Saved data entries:
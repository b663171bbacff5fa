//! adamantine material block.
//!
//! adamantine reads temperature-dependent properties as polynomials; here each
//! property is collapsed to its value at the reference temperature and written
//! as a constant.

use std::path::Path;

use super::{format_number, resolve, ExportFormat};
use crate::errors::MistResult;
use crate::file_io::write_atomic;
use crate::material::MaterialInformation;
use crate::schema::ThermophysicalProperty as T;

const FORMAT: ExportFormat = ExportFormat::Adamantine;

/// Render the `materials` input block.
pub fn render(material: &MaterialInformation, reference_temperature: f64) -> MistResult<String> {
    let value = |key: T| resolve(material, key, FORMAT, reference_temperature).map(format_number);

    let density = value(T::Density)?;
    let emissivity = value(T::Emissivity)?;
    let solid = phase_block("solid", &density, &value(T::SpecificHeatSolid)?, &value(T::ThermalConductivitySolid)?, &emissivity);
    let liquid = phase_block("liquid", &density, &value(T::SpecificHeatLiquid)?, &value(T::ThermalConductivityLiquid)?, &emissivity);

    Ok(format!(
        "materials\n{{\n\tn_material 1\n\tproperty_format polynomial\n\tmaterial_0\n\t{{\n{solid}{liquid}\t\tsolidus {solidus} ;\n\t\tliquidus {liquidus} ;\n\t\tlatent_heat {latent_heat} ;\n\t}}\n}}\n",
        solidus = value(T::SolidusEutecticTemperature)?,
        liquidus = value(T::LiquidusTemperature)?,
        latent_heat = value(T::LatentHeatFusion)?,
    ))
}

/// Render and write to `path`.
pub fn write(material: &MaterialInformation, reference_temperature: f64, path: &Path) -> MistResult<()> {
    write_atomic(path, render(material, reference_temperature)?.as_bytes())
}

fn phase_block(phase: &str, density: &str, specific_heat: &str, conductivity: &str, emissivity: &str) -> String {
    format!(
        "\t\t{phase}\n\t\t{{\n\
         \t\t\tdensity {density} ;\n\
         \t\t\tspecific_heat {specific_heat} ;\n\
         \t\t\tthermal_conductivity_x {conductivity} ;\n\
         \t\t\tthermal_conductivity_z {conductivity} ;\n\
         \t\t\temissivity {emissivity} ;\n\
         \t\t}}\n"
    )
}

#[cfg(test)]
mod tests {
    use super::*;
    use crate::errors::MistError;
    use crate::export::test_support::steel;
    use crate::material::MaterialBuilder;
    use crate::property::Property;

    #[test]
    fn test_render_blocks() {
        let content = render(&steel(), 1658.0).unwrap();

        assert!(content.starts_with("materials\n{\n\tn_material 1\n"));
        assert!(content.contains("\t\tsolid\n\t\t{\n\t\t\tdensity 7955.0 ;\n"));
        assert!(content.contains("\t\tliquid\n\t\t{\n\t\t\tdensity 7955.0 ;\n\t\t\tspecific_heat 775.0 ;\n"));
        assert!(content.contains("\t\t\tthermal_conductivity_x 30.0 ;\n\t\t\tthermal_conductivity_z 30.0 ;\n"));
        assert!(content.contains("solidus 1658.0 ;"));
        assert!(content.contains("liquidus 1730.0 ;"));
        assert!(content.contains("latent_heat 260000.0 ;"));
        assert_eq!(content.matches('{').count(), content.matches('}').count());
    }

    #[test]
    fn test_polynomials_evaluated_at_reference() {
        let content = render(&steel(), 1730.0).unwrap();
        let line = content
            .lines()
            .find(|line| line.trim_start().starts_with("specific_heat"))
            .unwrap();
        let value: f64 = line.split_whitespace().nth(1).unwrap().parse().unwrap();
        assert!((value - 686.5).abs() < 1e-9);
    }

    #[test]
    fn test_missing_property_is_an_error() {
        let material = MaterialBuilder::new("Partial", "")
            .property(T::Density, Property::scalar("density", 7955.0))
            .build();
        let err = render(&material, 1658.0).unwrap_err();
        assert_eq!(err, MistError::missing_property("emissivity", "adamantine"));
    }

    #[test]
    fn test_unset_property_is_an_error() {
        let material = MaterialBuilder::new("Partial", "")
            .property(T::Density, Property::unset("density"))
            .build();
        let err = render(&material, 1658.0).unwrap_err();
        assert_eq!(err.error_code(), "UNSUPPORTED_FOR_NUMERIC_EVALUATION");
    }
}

DESCRIPTION OF THE TASK:
Copy every entry exactly, leaving nothing out.

RESPONSE FOR THIS EXERCISE:
repository b663171bbacff5fa
//! adamantine material block.
//!
//! adamantine reads temperature-dependent properties as polynomials; here each
//! property is collapsed to its value at the reference temperature and written
//! as a constant.

use std::path::Path;

use super::{format_number, resolve, ExportFormat};
use crate::errors::MistResult;
use crate::file_io::write_atomic;
use crate::material::MaterialInformation;
use crate::schema::ThermophysicalProperty as T;

const FORMAT: ExportFormat = ExportFormat::Adamantine;

/// Render the `materials` input block.
pub fn render(material: &MaterialInformation, reference_temperature: f64) -> MistResult<String> {
    let value = |key: T| resolve(material, key, FORMAT, reference_temperature).map(format_number);

    let density = value(T::Density)?;
    let emissivity = value(T::Emissivity)?;
    let solid = phase_block("solid", &density, &value(T::SpecificHeatSolid)?, &value(T::ThermalConductivitySolid)?, &emissivity);
    let liquid = phase_block("liquid", &density, &value(T::SpecificHeatLiquid)?, &value(T::ThermalConductivityLiquid)?, &emissivity);

    Ok(format!(
        "materials\n{{\n\tn_material 1\n\tproperty_format polynomial\n\tmaterial_0\n\t{{\n{solid}{liquid}\t\tsolidus {solidus} ;\n\t\tliquidus {liquidus} ;\n\t\tlatent_heat {latent_heat} ;\n\t}}\n}}\n",
        solidus = value(T::SolidusEutecticTemperature)?,
        liquidus = value(T::LiquidusTemperature)?,
        latent_heat = value(T::LatentHeatFusion)?,
    ))
}

/// Render and write to `path`.
pub fn write(material: &MaterialInformation, reference_temperature: f64, path: &Path) -> MistResult<()> {
    write_atomic(path, render(material, reference_temperature)?.as_bytes())
}

fn phase_block(phase: &str, density: &str, specific_heat: &str, conductivity: &str, emissivity: &str) -> String {
    format!(
        "\t\t{phase}\n\t\t{{\n\
         \t\t\tdensity {density} ;\n\
         \t\t\tspecific_heat {specific_heat} ;\n\
         \t\t\tthermal_conductivity_x {conductivity} ;\n\
         \t\t\tthermal_conductivity_z {conductivity} ;\n\
         \t\t\temissivity {emissivity} ;\n\
         \t\t}}\n"
    )
}

#[cfg(test)]
mod tests {
    use super::*;
    use crate::errors::MistError;
    use crate::export::test_support::steel;
    use crate::material::MaterialBuilder;
    use crate::property::Property;

    #[test]
    fn test_render_blocks() {
        let content = render(&steel(), 1658.0).unwrap();

        assert!(content.starts_with("materials\n{\n\tn_material 1\n"));
        assert!(content.contains("\t\tsolid\n\t\t{\n\t\t\tdensity 7955.0 ;\n"));
        assert!(content.contains("\t\tliquid\n\t\t{\n\t\t\tdensity 7955.0 ;\n\t\t\tspecific_heat 775.0 ;\n"));
        assert!(content.contains("\t\t\tthermal_conductivity_x 30.0 ;\n\t\t\tthermal_conductivity_z 30.0 ;\n"));
        assert!(content.contains("solidus 1658.0 ;"));
        assert!(content.contains("liquidus 1730.0 ;"));
        assert!(content.contains("latent_heat 260000.0 ;"));
        assert_eq!(content.matches('{').count(), content.matches('}').count());
    }

    #[test]
    fn test_polynomials_evaluated_at_reference() {
        let content = render(&steel(), 1730.0).unwrap();
        let line = content
            .lines()
            .find(|line| line.trim_start().starts_with("specific_heat"))
            .unwrap();
        let value: f64 = line.split_whitespace().nth(1).unwrap().parse().unwrap();
        assert!((value - 686.5).abs() < 1e-9);
    }

    #[test]
    fn test_missing_property_is_an_error() {
        let material = MaterialBuilder::new("Partial", "")
            .property(T::Density, Property::scalar("density", 7955.0))
            .build();
        let err = render(&material, 1658.0).unwrap_err();
        assert_eq!(err, MistError::missing_property("emissivity", "adamantine"));
    }

    #[test]
    fn test_unset_property_is_an_error() {
        let material = MaterialBuilder::new("Partial", "")
            .property(T::Density, Property::unset("density"))
            .build();
        let err = render(&material, 1658.0).unwrap_err();
        assert_eq!(err.error_code(), "UNSUPPORTED_FOR_NUMERIC_EVALUATION");
    }
}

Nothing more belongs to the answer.